Private Interconnect Switches:
Interconnect:
Each node should have at least one dedicated network interface for the private interconnect (cluster heartbeat and RAC cache fusion traffic).
For redundancy, Oracle recommends two independent NICs, each connected to a dedicated switch. Oracle’s Highly Available IP (HAIP) configuration automatically load-balances across available private interfaces.
Private interconnects must be on their own IP subnet and not mixed with public client traffic.
Switch Requirements:
Minimum switch speed: 1 Gbps, with 10 Gbps or higher recommended for performance.
Dedicated redundant 10 GbE switches (non-routed) .
No spanning tree, no firewall rules, no routing.
Jumbo frames enabled (MTU 9000 recommended), if supported by all switch hardware and NICs.
Switches should not have VLANs routed outside the RAC subnet and must not introduce latency or packet loss.
No bonding, teaming, or virtualization layers are recommended for private NICs—Oracle Clusterware will handle failover/load balancing with native HAIP
DNS Server:
Must resolve Public, Virtual, and SCAN hostnames/IPs.
/etc/hosts file:
Can be used for private names/IPs, but DNS is required for Public, Virtual and SCAN in production.
4. DNS and Hosts File
• DNS must resolve the SCAN name to three distinct IP addresses on the public subnet (using round-robin A records).
• Both public and VIP hostnames should be resolvable in DNS for best management, while private IP hostnames may reside in /etc/hosts.
• RAC configuration verifies name resolution—misconfigured DNS often causes cluster installation issues
Sample /etc/hosts File
Example configuration (/etc/hosts entries for both nodes), in case DNS is not available:
# Public IPs
192.168.10.11 cdb01.pub.com cdb01
192.168.10.12 cdb02.pub.com cdb02
# Virtual IPs (assigned by Oracle Clusterware)
192.168.10.21 cdb01-vip.pub.com cdb01-vip
192.168.10.22 cdb02-vip.pub.com cdb02-vip
# Private Interconnect
192.168.20.11 cdb01-priv
192.168.20.12 cdb02-priv
# SCAN IPs
192.168.10.31 rac-scan.pub.com rac-scan
192.168.10.32 rac-scan.pub.com rac-scan
192.168.10.33 rac-scan.pub.com rac-scan
Network Topology Diagram
+———————+
| Public Net |
| (Bonded NICs) |
+———————+
| |
+——+ +——+
| |
[ Node1 ] [ Node2 ]
cdb01 / VIP cdb02 / VIP
192.168.10.11 192.168.10.12
Private (HAIP, no bonding):
cdb01-priv: 192.168.20.11
cdb02-priv: 192.168.20.12
SCAN: rac-scan (192.168.10.31–33)
5. Oracle RAC Requirements
SCAN Name (3 IPs) must resolve via DNS, not /etc/hosts (except for test setups).
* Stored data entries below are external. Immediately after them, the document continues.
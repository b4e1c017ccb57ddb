//! Grant queries against `role_menus` joined to `menus`.

use async_trait::async_trait;
use sqlx::PgPool;

use super::GrantSource;
use crate::auth::AuthError;
use crate::models::permission::{Menu, MenuCategory, RoleMenuGrant};

type GrantRow = (
    i64,
    i64,
    bool,
    bool,
    bool,
    bool,
    bool,
    String,
    Option<String>,
    String,
);

/// Active grants for `role_id` on active menus of `category`, in menu order.
pub async fn find_active_grants(
    pool: &PgPool,
    role_id: i64,
    category: MenuCategory,
) -> Result<Vec<RoleMenuGrant>, AuthError> {
    let rows = sqlx::query_as::<_, GrantRow>(
        "SELECT rm.role_id, rm.menu_id, rm.is_create, rm.is_read, rm.is_update, rm.is_delete, \
                rm.is_active, m.name, m.path, m.category \
         FROM role_menus rm \
         JOIN menus m ON m.id = rm.menu_id \
         WHERE rm.role_id = $1 AND rm.is_active AND m.is_active AND m.category = $2 \
         ORDER BY m.sequence NULLS LAST, m.id",
    )
    .bind(role_id)
    .bind(category.as_str())
    .fetch_all(pool)
    .await?;

    rows.into_iter()
        .map(
            |(role_id, menu_id, can_create, can_read, can_update, can_delete, is_active, name, path, category)| {
                let category = category.parse::<MenuCategory>().map_err(AuthError::Internal)?;
                Ok(RoleMenuGrant {
                    role_id,
                    menu_id,
                    can_create,
                    can_read,
                    can_update,
                    can_delete,
                    is_active,
                    menu: Menu {
                        id: menu_id,
                        name,
                        path,
                        category,
                    },
                })
            },
        )
        .collect()
}

/// Grant source over Postgres.
#[derive(Clone)]
pub struct PgGrantSource {
    pool: PgPool,
}

impl PgGrantSource {
    pub fn new(pool: PgPool) -> Self {
        Self { pool }
    }
}

#[async_trait]
impl GrantSource for PgGrantSource {
    async fn active_grants(
        &self,
        role_id: i64,
        category: MenuCategory,
    ) -> Result<Vec<RoleMenuGrant>, AuthError> {
        find_active_grants(&self.pool, role_id, category).await
    }

    async fn ping(&self) -> Result<(), AuthError> {
        sqlx::query("SELECT 1").execute(&self.pool).await?;
        Ok(())
    }
}
// @awa-component: PRM-PermissionResolution
//
//! Role/menu permission resolution and authorization decisions.
//!
//! Grants are read per (role, category) through a [`GrantSource`], cached by
//! [`cache::PermissionCache`] and evaluated against request paths by
//! [`engine::AuthorizationEngine`].

pub mod cache;
pub mod engine;
pub mod path;
pub mod queries;

use std::sync::Arc;
use std::sync::atomic::{AtomicUsize, Ordering};

use async_trait::async_trait;
use tokio::sync::RwLock;

use crate::auth::AuthError;
use crate::models::permission::{MenuCategory, RoleMenuGrant};

/// Snapshot of one role's active grants for one category.
pub type PermissionSet = Arc<Vec<RoleMenuGrant>>;

/// Read access to role/menu grants.
#[async_trait]
pub trait GrantSource: Send + Sync {
    /// Active grants of `role_id` joined to active menus of `category`.
    async fn active_grants(
        &self,
        role_id: i64,
        category: MenuCategory,
    ) -> Result<Vec<RoleMenuGrant>, AuthError>;

    /// Reachability check.
    async fn ping(&self) -> Result<(), AuthError> {
        Ok(())
    }
}

/// In-memory grant table.
#[derive(Default)]
pub struct StaticGrants {
    grants: RwLock<Vec<RoleMenuGrant>>,
    queries: AtomicUsize,
}

impl StaticGrants {
    pub fn new(grants: Vec<RoleMenuGrant>) -> Self {
        Self {
            grants: RwLock::new(grants),
            queries: AtomicUsize::new(0),
        }
    }

    /// Insert or replace the grant for (role, menu).
    pub async fn upsert(&self, grant: RoleMenuGrant) {
        let mut grants = self.grants.write().await;
        grants.retain(|g| !(g.role_id == grant.role_id && g.menu_id == grant.menu_id));
        grants.push(grant);
    }

    /// Remove the grant for (role, menu).
    pub async fn remove(&self, role_id: i64, menu_id: i64) {
        self.grants
            .write()
            .await
            .retain(|g| !(g.role_id == role_id && g.menu_id == menu_id));
    }

    /// Number of `active_grants` calls served.
    pub fn query_count(&self) -> usize {
        self.queries.load(Ordering::Relaxed)
    }
}

#[async_trait]
impl GrantSource for StaticGrants {
    async fn active_grants(
        &self,
        role_id: i64,
        category: MenuCategory,
    ) -> Result<Vec<RoleMenuGrant>, AuthError> {
        self.queries.fetch_add(1, Ordering::Relaxed);
        Ok(self
            .grants
            .read()
            .await
            .iter()
            .filter(|g| g.role_id == role_id && g.is_active && g.menu.category == category)
            .cloned()
            .collect())
    }
}

#[cfg(test)]
pub(crate) mod fixtures {
    use crate::models::permission::{Action, Menu, MenuCategory, RoleMenuGrant};

    /// Api grant on `path` for `role_id` carrying exactly `actions`.
    pub fn grant(role_id: i64, menu_id: i64, path: &str, actions: &[Action]) -> RoleMenuGrant {
        RoleMenuGrant {
            role_id,
            menu_id,
            can_create: actions.contains(&Action::Create),
            can_read: actions.contains(&Action::Read),
            can_update: actions.contains(&Action::Update),
            can_delete: actions.contains(&Action::Delete),
            is_active: true,
            menu: Menu {
                id: menu_id,
                name: format!("menu-{menu_id}"),
                path: Some(path.to_string()),
                category: MenuCategory::Api,
            },
        }
    }

    pub fn page(role_id: i64, menu_id: i64, path: &str) -> RoleMenuGrant {
        let mut g = grant(role_id, menu_id, path, &[Action::Read]);
        g.menu.category = MenuCategory::Page;
        g
    }
}
//! Token, session and cache configuration.

use std::time::Duration;

use chrono::TimeDelta;
use jsonwebtoken::Algorithm;

use crate::auth::AuthError;
use crate::deadline::DEFAULT_STORE_TIMEOUT;
use crate::models::auth::TokenKind;

/// Access token lifetime: 30 minutes.
pub const ACCESS_TOKEN_LIFETIME_SECS: i64 = 30 * 60;

/// Refresh token lifetime: 1 day.
pub const REFRESH_TOKEN_LIFETIME_SECS: i64 = 24 * 60 * 60;

/// Permission cache TTL: 30 minutes.
pub const PERMISSION_CACHE_TTL_SECS: i64 = 30 * 60;

/// Signing material for one token kind.
#[derive(Clone)]
pub struct SigningConfig {
    /// HMAC secret. `None` makes every issue/validate of this kind fail.
    pub secret: Option<String>,
    pub issuer: String,
    pub audience: Vec<String>,
    pub algorithm: Algorithm,
    pub lifetime: TimeDelta,
}

impl std::fmt::Debug for SigningConfig {
    fn fmt(&self, f: &mut std::fmt::Formatter<'_>) -> std::fmt::Result {
        f.debug_struct("SigningConfig")
            .field("secret", &self.secret.as_ref().map(|_| "<redacted>"))
            .field("issuer", &self.issuer)
            .field("audience", &self.audience)
            .field("algorithm", &self.algorithm)
            .field("lifetime", &self.lifetime)
            .finish()
    }
}

impl SigningConfig {
    /// HS256 config with the given secret, issuer and audiences.
    pub fn new(
        secret: impl Into<String>,
        issuer: impl Into<String>,
        audience: impl IntoIterator<Item = impl Into<String>>,
        lifetime: TimeDelta,
    ) -> Self {
        Self {
            secret: Some(secret.into()),
            issuer: issuer.into(),
            audience: audience.into_iter().map(Into::into).collect(),
            algorithm: Algorithm::HS256,
            lifetime,
        }
    }

    /// Sets the signing algorithm.
    pub fn with_algorithm(mut self, algorithm: Algorithm) -> Self {
        self.algorithm = algorithm;
        self
    }

    /// The secret bytes, or a configuration error naming the kind.
    pub fn secret_bytes(&self, kind: TokenKind) -> Result<&[u8], AuthError> {
        match self.secret.as_deref() {
            Some(s) if !s.is_empty() => Ok(s.as_bytes()),
            _ => Err(AuthError::Configuration(format!(
                "signing secret for {kind} tokens is not configured"
            ))),
        }
    }

    /// Reject configs that could never produce a verifiable token.
    pub fn check(&self, kind: TokenKind) -> Result<(), AuthError> {
        self.secret_bytes(kind)?;
        if self.issuer.is_empty() {
            return Err(AuthError::Configuration(format!(
                "issuer for {kind} tokens is not configured"
            )));
        }
        if self.audience.is_empty() {
            return Err(AuthError::Configuration(format!(
                "audience for {kind} tokens is not configured"
            )));
        }
        if !matches!(
            self.algorithm,
            Algorithm::HS256 | Algorithm::HS384 | Algorithm::HS512
        ) {
            return Err(AuthError::Configuration(format!(
                "{kind} tokens must use an HMAC algorithm, got {:?}",
                self.algorithm
            )));
        }
        Ok(())
    }
}

/// Configuration for issuing/validating tokens and resolving permissions.
#[derive(Clone, Debug)]
pub struct AuthConfig {
    pub access: SigningConfig,
    pub refresh: SigningConfig,
    /// Deployment environment, namespaces session keys.
    pub environment: String,
    /// Whether validation consults the session store.
    pub session_check_enabled: bool,
    /// Absolute TTL of permission cache entries.
    pub permission_cache_ttl: TimeDelta,
    /// Upper bound on every session/relational store call.
    pub store_timeout: Duration,
}

impl AuthConfig {
    /// Config with default environment, TTLs and timeouts.
    pub fn new(access: SigningConfig, refresh: SigningConfig) -> Self {
        Self {
            access,
            refresh,
            environment: "development".into(),
            session_check_enabled: true,
            permission_cache_ttl: TimeDelta::seconds(PERMISSION_CACHE_TTL_SECS),
            store_timeout: DEFAULT_STORE_TIMEOUT,
        }
    }

    /// Signing material for `kind`.
    pub fn signing(&self, kind: TokenKind) -> &SigningConfig {
        match kind {
            TokenKind::Access => &self.access,
            TokenKind::Refresh => &self.refresh,
        }
    }

    /// Reads configuration from environment variables.
    ///
    /// | Variable                          | Default        |
    /// |-----------------------------------|----------------|
    /// | `ACCESS_TOKEN_SECRET`             | unset (error on use) |
    /// | `ACCESS_TOKEN_ISSUER`             | `warden`       |
    /// | `ACCESS_TOKEN_AUDIENCE`           | `warden` (comma-separated) |
    /// | `ACCESS_TOKEN_ALGORITHM`          | `HS256`        |
    /// | `ACCESS_TOKEN_LIFETIME_SECS`      | `1800`         |
    /// | `REFRESH_TOKEN_*`                 | same, lifetime `86400` |
    /// | `APP_ENVIRONMENT`                 | `development`  |
    /// | `SESSION_CHECK_ENABLED`           | `true`         |
    /// | `PERMISSION_CACHE_TTL_SECS`       | `1800`         |
    /// | `STORE_TIMEOUT_MS`                | `3000`         |
    pub fn from_env() -> Result<Self, AuthError> {
        let access = signing_from_env("ACCESS_TOKEN", ACCESS_TOKEN_LIFETIME_SECS)?;
        let refresh = signing_from_env("REFRESH_TOKEN", REFRESH_TOKEN_LIFETIME_SECS)?;
        let mut config = Self::new(access, refresh);
        if let Some(env) = env_non_empty("APP_ENVIRONMENT") {
            config.environment = env;
        }
        if let Some(flag) = env_non_empty("SESSION_CHECK_ENABLED") {
            config.session_check_enabled = parse_bool("SESSION_CHECK_ENABLED", &flag)?;
        }
        if let Some(ttl) = env_non_empty("PERMISSION_CACHE_TTL_SECS") {
            config.permission_cache_ttl =
                TimeDelta::seconds(parse_num("PERMISSION_CACHE_TTL_SECS", &ttl)?);
        }
        if let Some(ms) = env_non_empty("STORE_TIMEOUT_MS") {
            config.store_timeout = Duration::from_millis(parse_num("STORE_TIMEOUT_MS", &ms)?);
        }
        Ok(config)
    }
}

fn signing_from_env(prefix: &str, default_lifetime: i64) -> Result<SigningConfig, AuthError> {
    let algorithm = match env_non_empty(&format!("{prefix}_ALGORITHM")) {
        Some(raw) => raw
            .parse::<Algorithm>()
            .map_err(|e| AuthError::Configuration(format!("{prefix}_ALGORITHM: {e}")))?,
        None => Algorithm::HS256,
    };
    let lifetime = match env_non_empty(&format!("{prefix}_LIFETIME_SECS")) {
        Some(raw) => parse_num(&format!("{prefix}_LIFETIME_SECS"), &raw)?,
        None => default_lifetime,
    };
    let audience = env_non_empty(&format!("{prefix}_AUDIENCE"))
        .map(|raw| split_list(&raw))
        .unwrap_or_else(|| vec!["warden".to_string()]);
    Ok(SigningConfig {
        secret: env_non_empty(&format!("{prefix}_SECRET")),
        issuer: env_non_empty(&format!("{prefix}_ISSUER")).unwrap_or_else(|| "warden".into()),
        audience,
        algorithm,
        lifetime: TimeDelta::seconds(lifetime),
    })
}

fn env_non_empty(name: &str) -> Option<String> {
    std::env::var(name).ok().filter(|v| !v.trim().is_empty())
}

/// Split a comma-separated list, dropping blanks.
fn split_list(raw: &str) -> Vec<String> {
    raw.split(',')
        .map(str::trim)
        .filter(|s| !s.is_empty())
        .map(String::from)
        .collect()
}

fn parse_bool(name: &str, raw: &str) -> Result<bool, AuthError> {
    match raw.trim().to_ascii_lowercase().as_str() {
        "1" | "true" | "yes" | "on" => Ok(true),
        "0" | "false" | "no" | "off" => Ok(false),
        other => Err(AuthError::Configuration(format!(
            "{name}: expected a boolean, got '{other}'"
        ))),
    }
}

fn parse_num<T: std::str::FromStr>(name: &str, raw: &str) -> Result<T, AuthError>
where
    T::Err: std::fmt::Display,
{
    raw.trim()
        .parse::<T>()
        .map_err(|e| AuthError::Configuration(format!("{name}: {e}")))
}
//! Domain models shared by the auth, session and permission layers.

pub mod auth;
pub mod permission;
//! JWT signing and verification for both token kinds.

use chrono::Utc;
use jsonwebtoken::errors::ErrorKind;
use jsonwebtoken::{DecodingKey, EncodingKey, Header, Validation, decode, encode};

use super::AuthError;
use crate::config::SigningConfig;
use crate::models::auth::{TokenClaims, TokenKind};

/// Why a token failed cryptographic or claim-level verification.
#[derive(Debug, Clone, Copy, PartialEq, Eq)]
pub enum VerifyFailure {
    Expired,
    Encoding,
    Signature,
    Algorithm,
    Issuer,
    Audience,
}

/// Sign `claims` with the key, algorithm and header for `kind`.
pub fn sign(
    claims: &TokenClaims,
    kind: TokenKind,
    signing: &SigningConfig,
) -> Result<String, AuthError> {
    signing.check(kind)?;
    let key = EncodingKey::from_secret(signing.secret_bytes(kind)?);
    encode(&Header::new(signing.algorithm), claims, &key)
        .map_err(|e| AuthError::Internal(format!("jwt encode: {e}")))
}

/// Verify signature, algorithm, issuer, audience and expiry.
///
/// Only the configured algorithm is accepted and expiry has no leeway: a
/// token is live only while `now < exp`.
/// A configuration problem is an `Err(AuthError)`; a bad token is
/// `Ok(Err(VerifyFailure))`.
pub fn verify(
    token: &str,
    kind: TokenKind,
    signing: &SigningConfig,
) -> Result<Result<TokenClaims, VerifyFailure>, AuthError> {
    signing.check(kind)?;
    let key = DecodingKey::from_secret(signing.secret_bytes(kind)?);

    let mut validation = Validation::new(signing.algorithm);
    validation.leeway = 0;
    validation.validate_exp = true;
    validation.set_issuer(&[signing.issuer.as_str()]);
    validation.set_audience(signing.audience.as_slice());
    validation.set_required_spec_claims(&["exp", "iss", "aud"]);

    match decode::<TokenClaims>(token, &key, &validation) {
        // jsonwebtoken still accepts `exp == now`.
        Ok(data) if data.claims.exp <= Utc::now().timestamp() => Ok(Err(VerifyFailure::Expired)),
        Ok(data) => Ok(Ok(data.claims)),
        Err(e) => Ok(Err(classify(e.kind()))),
    }
}

fn classify(kind: &ErrorKind) -> VerifyFailure {
    match kind {
        ErrorKind::ExpiredSignature => VerifyFailure::Expired,
        ErrorKind::InvalidSignature => VerifyFailure::Signature,
        ErrorKind::InvalidAlgorithm | ErrorKind::InvalidAlgorithmName => VerifyFailure::Algorithm,
        ErrorKind::InvalidIssuer => VerifyFailure::Issuer,
        ErrorKind::InvalidAudience => VerifyFailure::Audience,
        _ => VerifyFailure::Encoding,
    }
}

#[cfg(test)]
mod tests {
    use chrono::{TimeDelta, Utc};
    use jsonwebtoken::Algorithm;

    use super::*;
    use crate::models::auth::CLAIMS_VERSION;

    fn signing() -> SigningConfig {
        SigningConfig::new("access-secret", "warden", ["warden-admin"], TimeDelta::minutes(30))
    }

    fn claims(exp_offset_secs: i64) -> TokenClaims {
        let now = Utc::now().timestamp();
        TokenClaims {
            ver: CLAIMS_VERSION,
            iss: "warden".into(),
            aud: vec!["warden-admin".into()],
            exp: now + exp_offset_secs,
            iat: now,
            sid: "sid-1".into(),
            sub: "42".into(),
            name: "Ada Admin".into(),
            roles: vec![1, 2],
            email: Some("ada@example.com".into()),
        }
    }

    #[test]
    fn signed_token_verifies() {
        let token = sign(&claims(600), TokenKind::Access, &signing()).unwrap();
        let decoded = verify(&token, TokenKind::Access, &signing()).unwrap().unwrap();
        assert_eq!(decoded.sub, "42");
        assert_eq!(decoded.roles, vec![1, 2]);
    }

    #[test]
    fn expired_token_is_classified() {
        let token = sign(&claims(-120), TokenKind::Access, &signing()).unwrap();
        assert_eq!(
            verify(&token, TokenKind::Access, &signing()).unwrap(),
            Err(VerifyFailure::Expired)
        );
    }

    #[test]
    fn token_is_expired_at_its_exp_second() {
        let token = sign(&claims(0), TokenKind::Access, &signing()).unwrap();
        assert_eq!(
            verify(&token, TokenKind::Access, &signing()).unwrap(),
            Err(VerifyFailure::Expired)
        );
    }

    #[test]
    fn other_key_fails_signature() {
        let token = sign(&claims(600), TokenKind::Access, &signing()).unwrap();
        let mut other = signing();
        other.secret = Some("different".into());
        assert_eq!(
            verify(&token, TokenKind::Access, &other).unwrap(),
            Err(VerifyFailure::Signature)
        );
    }

    #[test]
    fn algorithm_must_match_exactly() {
        let token = sign(
            &claims(600),
            TokenKind::Access,
            &signing().with_algorithm(Algorithm::HS512),
        )
        .unwrap();
        assert_eq!(
            verify(&token, TokenKind::Access, &signing()).unwrap(),
            Err(VerifyFailure::Algorithm)
        );
    }

    #[test]
    fn wrong_audience_and_issuer_are_rejected() {
        let token = sign(&claims(600), TokenKind::Access, &signing()).unwrap();

        let mut other_aud = signing();
        other_aud.audience = vec!["someone-else".into()];
        assert_eq!(
            verify(&token, TokenKind::Access, &other_aud).unwrap(),
            Err(VerifyFailure::Audience)
        );

        let mut other_iss = signing();
        other_iss.issuer = "elsewhere".into();
        assert_eq!(
            verify(&token, TokenKind::Access, &other_iss).unwrap(),
            Err(VerifyFailure::Issuer)
        );
    }

    #[test]
    fn garbage_is_an_encoding_failure() {
        assert_eq!(
            verify("not.a.jwt", TokenKind::Access, &signing()).unwrap(),
            Err(VerifyFailure::Encoding)
        );
    }

    #[test]
    fn missing_secret_is_an_error_not_a_rejection() {
        let mut cfg = signing();
        cfg.secret = None;
        assert!(matches!(
            sign(&claims(600), TokenKind::Access, &cfg),
            Err(AuthError::Configuration(_))
        ));
        assert!(matches!(
            verify("x.y.z", TokenKind::Access, &cfg),
            Err(AuthError::Configuration(_))
        ));
    }
}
Each node needs Public IP + VIP + Private IP.
Each RAC node must use the same subnet mask and default gateway for the public network.
Virtual IPs (VIPs) are used for client failover. When a node goes down, its VIP fails over to another node.
Private network must not overlap with public network.
Oracle supports IPv4 only (IPv6 requires specific certification).
Redundant NIC bonding strongly recommended (mode 4 / LACP).
Public NICs → OS bonding allowed/recommended.
Private NICs → do NOT bond/team, HAIP manages redundancy.
Up to 4 private NICs can be used by HAIP.
Checklist for Client SYSADMINs
2× NICs for public network (bonded).
2× NICs for private interconnect (bonded, 10 GbE, jumbo frames).
Separate VLANs for public and private networks.
3× SCAN IPs reserved in DNS for rac-scan.pub.com
2× Public IPs + 2× VIPs reserved per node.
2× Private IPs reserved (one per node).
Proper DNS entries for all hostnames.
Switches configured with redundancy, LACP,MTU=9000 on private interconnect.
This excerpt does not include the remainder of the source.